Data excerpts
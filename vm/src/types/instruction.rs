use num_traits::ToPrimitive;
use serde::{Deserialize, Serialize};

use crate::vm::decoding::decoder::decode_instruction;
use crate::Felt252;

#[derive(Serialize, Deserialize, Copy, Clone, Debug, PartialEq, Eq, Hash)]
pub enum Register {
    AP,
    FP,
}

/// A decoded 63-bit Cairo instruction word.
#[derive(Copy, Clone, Debug, PartialEq, Eq)]
pub struct Instruction {
    pub off0: isize,
    pub off1: isize,
    pub off2: isize,
    pub dst_register: Register,
    pub op0_register: Register,
    pub op1_addr: Op1Addr,
    pub res: Res,
    pub pc_update: PcUpdate,
    pub ap_update: ApUpdate,
    pub fp_update: FpUpdate,
    pub opcode: Opcode,
}

#[derive(Copy, Clone, Debug, PartialEq, Eq)]
pub enum Op1Addr {
    Imm,
    AP,
    FP,
    Op0,
}

#[derive(Copy, Clone, Debug, PartialEq, Eq)]
pub enum Res {
    Op1,
    Add,
    Mul,
    Unconstrained,
}

#[derive(Copy, Clone, Debug, PartialEq, Eq)]
pub enum PcUpdate {
    Regular,
    Jump,
    JumpRel,
    Jnz,
}

#[derive(Copy, Clone, Debug, PartialEq, Eq)]
pub enum ApUpdate {
    Regular,
    Add,
    Add1,
    Add2,
}

#[derive(Copy, Clone, Debug, PartialEq, Eq)]
pub enum FpUpdate {
    Regular,
    APPlus2,
    Dst,
}

#[derive(Copy, Clone, Debug, PartialEq, Eq)]
pub enum Opcode {
    NOp,
    AssertEq,
    Call,
    Ret,
}

impl Instruction {
    /// Number of memory words the instruction occupies (2 with an immediate).
    pub fn size(&self) -> usize {
        match self.op1_addr {
            Op1Addr::Imm => 2,
            _ => 1,
        }
    }
}

/// Whether `encoded_instruction` decodes to a `call` (absolute or relative).
/// Used to rebuild the call stack for tracebacks.
pub(crate) fn is_call_instruction(encoded_instruction: &Felt252) -> bool {
    let Some(encoded) = encoded_instruction.to_u64() else {
        return false;
    };
    let Ok(instruction) = decode_instruction(encoded) else {
        return false;
    };
    instruction.res == Res::Op1
        && matches!(instruction.pc_update, PcUpdate::Jump | PcUpdate::JumpRel)
        && instruction.ap_update == ApUpdate::Add2
        && instruction.fp_update == FpUpdate::APPlus2
        && instruction.opcode == Opcode::Call
}
use indoc::indoc;

// Segments and scopes

pub const ADD_SEGMENT: &str = indoc! {r#"memory[ap] = segments.add()"#};

pub const TEMPORARY_ARRAY: &str = indoc! {r#"ids.temporary_array = segments.add_temp_segment()"#};

pub const RELOCATE_SEGMENT: &str = indoc! {r#"memory.add_relocation_rule(src_ptr=ids.src_ptr, dest_ptr=ids.dest_ptr)"#};

pub const VM_ENTER_SCOPE: &str = indoc! {r#"vm_enter_scope()"#};

pub const VM_EXIT_SCOPE: &str = indoc! {r#"vm_exit_scope()"#};

pub const MEMCPY_ENTER_SCOPE: &str = indoc! {r#"vm_enter_scope({'n': ids.len})"#};

pub const MEMCPY_CONTINUE_COPYING: &str = indoc! {r#"n -= 1
ids.continue_copying = 1 if n > 0 else 0"#};

pub const MEMSET_ENTER_SCOPE: &str = indoc! {r#"vm_enter_scope({'n': ids.n})"#};

pub const MEMSET_CONTINUE_LOOP: &str = indoc! {r#"n -= 1
ids.continue_loop = 1 if n > 0 else 0"#};

// Math

pub const ASSERT_NN: &str = indoc! {r#"from starkware.cairo.common.math_utils import assert_integer
assert_integer(ids.a)
assert 0 <= ids.a % PRIME < range_check_builtin.bound, f'a = {ids.a} is out of range.'"#};

pub const ASSERT_NOT_ZERO: &str = indoc! {r#"from starkware.cairo.common.math_utils import assert_integer
assert_integer(ids.value)
assert ids.value % PRIME != 0, f'assert_not_zero failed: {ids.value} = 0.'"#};

pub const ASSERT_NOT_EQUAL: &str = indoc! {r#"from starkware.cairo.lang.vm.relocatable import RelocatableValue
both_ints = isinstance(ids.a, int) and isinstance(ids.b, int)
both_relocatable = (
    isinstance(ids.a, RelocatableValue) and isinstance(ids.b, RelocatableValue) and
    ids.a.segment_index == ids.b.segment_index)
assert both_ints or both_relocatable, \
    f'assert_not_equal failed: non-comparable values: {ids.a}, {ids.b}.'
assert (ids.a - ids.b) % PRIME != 0, f'assert_not_equal failed: {ids.a} = {ids.b}.'"#};

pub const IS_NN: &str = indoc! {r#"memory[ap] = 0 if 0 <= (ids.a % PRIME) < range_check_builtin.bound else 1"#};

pub const IS_NN_OUT_OF_RANGE: &str = indoc! {r#"memory[ap] = 0 if 0 <= ((-ids.a - 1) % PRIME) < range_check_builtin.bound else 1"#};

pub const IS_LE_FELT: &str = indoc! {r#"memory[ap] = 0 if (ids.a % PRIME) <= (ids.b % PRIME) else 1"#};

pub const IS_POSITIVE: &str = indoc! {r#"from starkware.cairo.common.math_utils import is_positive
ids.is_positive = 1 if is_positive(
    value=ids.value, prime=PRIME, rc_bound=range_check_builtin.bound) else 0"#};

pub const ASSERT_LT_FELT: &str = indoc! {r#"from starkware.cairo.common.math_utils import assert_integer
assert_integer(ids.a)
assert_integer(ids.b)
assert (ids.a % PRIME) < (ids.b % PRIME), \
    f'a = {ids.a % PRIME} is not less than b = {ids.b % PRIME}.'"#};

pub const ASSERT_250_BITS: &str = indoc! {r#"from starkware.cairo.common.math_utils import as_int

# Correctness check.
value = as_int(ids.value, PRIME) % PRIME
assert value < ids.UPPER_BOUND, f'{value} is outside of the range [0, 2**250).'

# Calculation for the assertion.
ids.high, ids.low = divmod(ids.value, ids.SHIFT)"#};

pub const IS_250_BITS: &str = indoc! {r#"ids.is_250 = 1 if ids.addr < 2**250 else 0"#};

pub const SPLIT_FELT: &str = indoc! {r#"from starkware.cairo.common.math_utils import assert_integer
assert ids.MAX_HIGH < 2**128 and ids.MAX_LOW < 2**128
assert PRIME - 1 == ids.MAX_HIGH * 2**128 + ids.MAX_LOW
assert_integer(ids.value)
ids.low = ids.value & ((1 << 128) - 1)
ids.high = ids.value >> 128"#};

pub const SPLIT_INT: &str = indoc! {r#"memory[ids.output] = res = (int(ids.value) % PRIME) % ids.base
assert res < ids.bound, f'split_int(): Limb {res} is out of range.'"#};

pub const SPLIT_INT_ASSERT_RANGE: &str = indoc! {r#"assert ids.value == 0, 'split_int(): value is out of range.'"#};

pub const SQRT: &str = indoc! {r#"from starkware.python.math_utils import isqrt
value = ids.value % PRIME
assert value < 2 ** 250, f"value={value} is outside of the range [0, 2**250)."
assert 2 ** 250 < PRIME
ids.root = isqrt(value)"#};

pub const UNSIGNED_DIV_REM: &str = indoc! {r#"from starkware.cairo.common.math_utils import assert_integer
assert_integer(ids.div)
assert 0 < ids.div <= PRIME // range_check_builtin.bound, \
    f'div={hex(ids.div)} is out of the valid range.'
ids.q, ids.r = divmod(ids.value, ids.div)"#};

pub const SIGNED_DIV_REM: &str = indoc! {r#"from starkware.cairo.common.math_utils import as_int, assert_integer

assert_integer(ids.div)
assert 0 < ids.div <= PRIME // range_check_builtin.bound, \
    f'div={hex(ids.div)} is out of the valid range.'

assert_integer(ids.bound)
assert ids.bound <= range_check_builtin.bound // 2, \
    f'bound={hex(ids.bound)} is out of the valid range.'

int_value = as_int(ids.value, PRIME)
q, ids.r = divmod(int_value, ids.div)

assert -ids.bound <= q < ids.bound, \
    f'{int_value} / {ids.div} = {q} is out of the range [{-ids.bound}, {ids.bound}).'

ids.biased_q = q + ids.bound"#};

pub const POW: &str = indoc! {r#"ids.locs.bit = (ids.prev_locs.exp % PRIME) & 1"#};

pub const GET_FELT_BIT_LENGTH: &str = indoc! {r#"x = ids.x
ids.bit_length = x.bit_length()"#};

// Dictionaries

pub const DICT_NEW: &str = indoc! {r#"if '__dict_manager' not in globals():
    from starkware.cairo.common.dict import DictManager
    __dict_manager = DictManager()

memory[ap] = __dict_manager.new_dict(segments, initial_dict)
del initial_dict"#};

pub const DEFAULT_DICT_NEW: &str = indoc! {r#"if '__dict_manager' not in globals():
    from starkware.cairo.common.dict import DictManager
    __dict_manager = DictManager()

memory[ap] = __dict_manager.new_default_dict(segments, ids.default_value)"#};

pub const DICT_READ: &str = indoc! {r#"dict_tracker = __dict_manager.get_tracker(ids.dict_ptr)
dict_tracker.current_ptr += ids.DictAccess.SIZE
ids.value = dict_tracker.data[ids.key]"#};

pub const DICT_WRITE: &str = indoc! {r#"dict_tracker = __dict_manager.get_tracker(ids.dict_ptr)
dict_tracker.current_ptr += ids.DictAccess.SIZE
ids.dict_ptr.prev_value = dict_tracker.data[ids.key]
dict_tracker.data[ids.key] = ids.new_value"#};

pub const DICT_UPDATE: &str = indoc! {r#"# Verify dict pointer and prev value.
dict_tracker = __dict_manager.get_tracker(ids.dict_ptr)
current_value = dict_tracker.data[ids.key]
assert current_value == ids.prev_value, \
    f'Wrong previous value in dict. Got {ids.prev_value}, expected {current_value}.'

# Update value.
dict_tracker.data[ids.key] = ids.new_value
dict_tracker.current_ptr += ids.DictAccess.SIZE"#};

pub const DICT_SQUASH_COPY_DICT: &str = indoc! {r#"# Prepare arguments for dict_new. In particular, the same dictionary values should be copied
# to the new (squashed) dictionary.
vm_enter_scope({
    # Make __dict_manager accessible.
    '__dict_manager': __dict_manager,
    # Create a copy of the dict, in case it changes in the future.
    'initial_dict': dict(__dict_manager.get_dict(ids.dict_accesses_end)),
})"#};

pub const DICT_SQUASH_UPDATE_PTR: &str = indoc! {r#"# Update the DictTracker's current_ptr to point to the end of the squashed dict.
__dict_manager.get_tracker(ids.squashed_dict_start).current_ptr = \
    ids.squashed_dict_end.address_"#};

pub const SQUASH_DICT: &str = indoc! {r#"dict_access_size = ids.DictAccess.SIZE
address = ids.dict_accesses.address_
assert ids.ptr_diff % dict_access_size == 0, \
    'Accesses array size must be divisible by DictAccess.SIZE'
n_accesses = ids.n_accesses
if '__squash_dict_max_size' in globals():
    assert n_accesses <= __squash_dict_max_size, \
        f'squash_dict() can only be used with n_accesses<={__squash_dict_max_size}. ' \
        f'Got: n_accesses={n_accesses}.'
# A map from key to the list of indices accessing it.
access_indices = {}
for i in range(n_accesses):
    key = memory[address + dict_access_size * i]
    access_indices.setdefault(key, []).append(i)
# Descending list of keys.
keys = sorted(access_indices.keys(), reverse=True)
# Are the keys used bigger than range_check bound.
ids.big_keys = 1 if keys[0] >= range_check_builtin.bound else 0
ids.first_key = key = keys.pop()"#};

pub const SQUASH_DICT_INNER_SKIP_LOOP: &str = indoc! {r#"ids.should_skip_loop = 0 if current_access_indices else 1"#};

pub const SQUASH_DICT_INNER_FIRST_ITERATION: &str = indoc! {r#"current_access_indices = sorted(access_indices[key])[::-1]
current_access_index = current_access_indices.pop()
memory[ids.range_check_ptr] = current_access_index"#};

pub const SQUASH_DICT_INNER_CHECK_ACCESS_INDEX: &str = indoc! {r#"new_access_index = current_access_indices.pop()
ids.loop_temps.index_delta_minus1 = new_access_index - current_access_index - 1
current_access_index = new_access_index"#};

pub const SQUASH_DICT_INNER_CONTINUE_LOOP: &str = indoc! {r#"ids.loop_temps.should_continue = 1 if current_access_indices else 0"#};

pub const SQUASH_DICT_INNER_ASSERT_LEN_KEYS: &str = indoc! {r#"assert len(keys) == 0"#};

pub const SQUASH_DICT_INNER_LEN_ASSERT: &str = indoc! {r#"assert len(current_access_indices) == 0"#};

pub const SQUASH_DICT_INNER_USED_ACCESSES_ASSERT: &str = indoc! {r#"assert ids.n_used_accesses == len(access_indices[key])"#};

pub const SQUASH_DICT_INNER_NEXT_KEY: &str = indoc! {r#"assert len(keys) > 0, 'No keys left but remaining_accesses > 0.'
ids.next_key = key = keys.pop()"#};

// Uint256

pub const UINT256_ADD: &str = indoc! {r#"sum_low = ids.a.low + ids.b.low
ids.carry_low = 1 if sum_low >= ids.SHIFT else 0
sum_high = ids.a.high + ids.b.high + ids.carry_low
ids.carry_high = 1 if sum_high >= ids.SHIFT else 0"#};

pub const SPLIT_64: &str = indoc! {r#"ids.low = ids.a & ((1<<64) - 1)
ids.high = ids.a >> 64"#};

pub const UINT256_SQRT: &str = indoc! {r#"from starkware.python.math_utils import isqrt
n = (ids.n.high << 128) + ids.n.low
root = isqrt(n)
assert 0 <= root < 2 ** 128
ids.root.low = root
ids.root.high = 0"#};

pub const UINT256_UNSIGNED_DIV_REM: &str = indoc! {r#"a = (ids.a.high << 128) + ids.a.low
div = (ids.div.high << 128) + ids.div.low
quotient, remainder = divmod(a, div)

ids.quotient.low = quotient & ((1 << 128) - 1)
ids.quotient.high = quotient >> 128
ids.remainder.low = remainder & ((1 << 128) - 1)
ids.remainder.high = remainder >> 128"#};

// Builtins

pub const VERIFY_ECDSA_SIGNATURE: &str = indoc! {r#"ecdsa_builtin.add_signature(ids.ecdsa_ptr.address_, (ids.signature_r, ids.signature_s))"#};

pub const BLAKE2S_COMPUTE: &str = indoc! {r#"from starkware.cairo.common.cairo_blake2s.blake2s_utils import compute_blake2s_func
compute_blake2s_func(segments=segments, output_ptr=ids.output)"#};

// Debugging

pub const PRINT_FELT: &str = indoc! {r#"print(ids.x)"#};
use serde_json::{json, Value};

use crate::{
    cairo_run::{cairo_run, CairoRunConfig},
    hint_processor::{
        builtin_hint_processor::builtin_hint_processor_definition::BuiltinHintProcessor,
        hint_processor_definition::HintProcessor,
    },
    vm::{
        errors::cairo_run_errors::CairoRunError, runners::cairo_runner::CairoRunner,
        trace::trace_entry::RelocatedTraceEntry,
    },
};


const PRIME: &str = "0x800000000000011000000000000000000000000000000000000000000000001";

/// A compiled program artifact with the given bytecode. `extra` fields
/// (hints, identifiers, attributes, ...) override the empty defaults.
fn program_json(builtins: &[&str], data: &[&str], main: usize, extra: Value) -> Vec<u8> {
    let mut program = json!({
        "prime": PRIME,
        "builtins": builtins,
        "data": data,
        "identifiers": {"__main__.main": {"pc": main, "type": "function"}},
        "hints": {},
        "reference_manager": {"references": []},
        "attributes": [],
        "debug_info": null
    });
    if let (Some(program), Value::Object(extra)) = (program.as_object_mut(), extra) {
        program.extend(extra);
    }
    serde_json::to_vec(&program).unwrap()
}

fn run(
    program: &[u8],
    layout: &str,
    hint_processor: &mut dyn HintProcessor,
) -> Result<CairoRunner, CairoRunError> {
    let config = CairoRunConfig {
        layout,
        relocate_mem: true,
        trace_enabled: true,
        ..Default::default()
    };
    cairo_run(program, &config, hint_processor)
}

/// Runs to completion and checks the relocated trace as (pc, ap, fp).
fn run_program_with_trace(program: &[u8], layout: &str, trace: &[(usize, usize, usize)]) {
    let mut hint_processor = BuiltinHintProcessor::new_empty();
    let runner = run(program, layout, &mut hint_processor).unwrap();
    let expected: Vec<_> = trace
        .iter()
        .map(|&(pc, ap, fp)| RelocatedTraceEntry { pc, ap, fp })
        .collect();
    assert_eq!(runner.relocated_trace, Some(expected));
}

/// Runs expecting a failure whose rendering contains `error`.
fn run_program_with_error(program: &[u8], layout: &str, error: &str) {
    let mut hint_processor = BuiltinHintProcessor::new_empty();
    let message = match run(program, layout, &mut hint_processor) {
        Ok(_) => panic!("run succeeded, expected: {error}"),
        Err(err) => err.to_string(),
    };
    assert!(message.contains(error), "{message}");
}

Work instruction
The assignment is to restate, word for word, each line from the one containing "let expected: Vec<_> = trace" through the final line of the material above.

Answer below
    let expected: Vec<_> = trace
        .iter()
        .map(|&(pc, ap, fp)| RelocatedTraceEntry { pc, ap, fp })
        .collect();
    assert_eq!(runner.relocated_trace, Some(expected));
}

/// Runs expecting a failure whose rendering contains `error`.
fn run_program_with_error(program: &[u8], layout: &str, error: &str) {
    let mut hint_processor = BuiltinHintProcessor::new_empty();
    let message = match run(program, layout, &mut hint_processor) {
        Ok(_) => panic!("run succeeded, expected: {error}"),
        Err(err) => err.to_string(),
    };
    assert!(message.contains(error), "{message}");
}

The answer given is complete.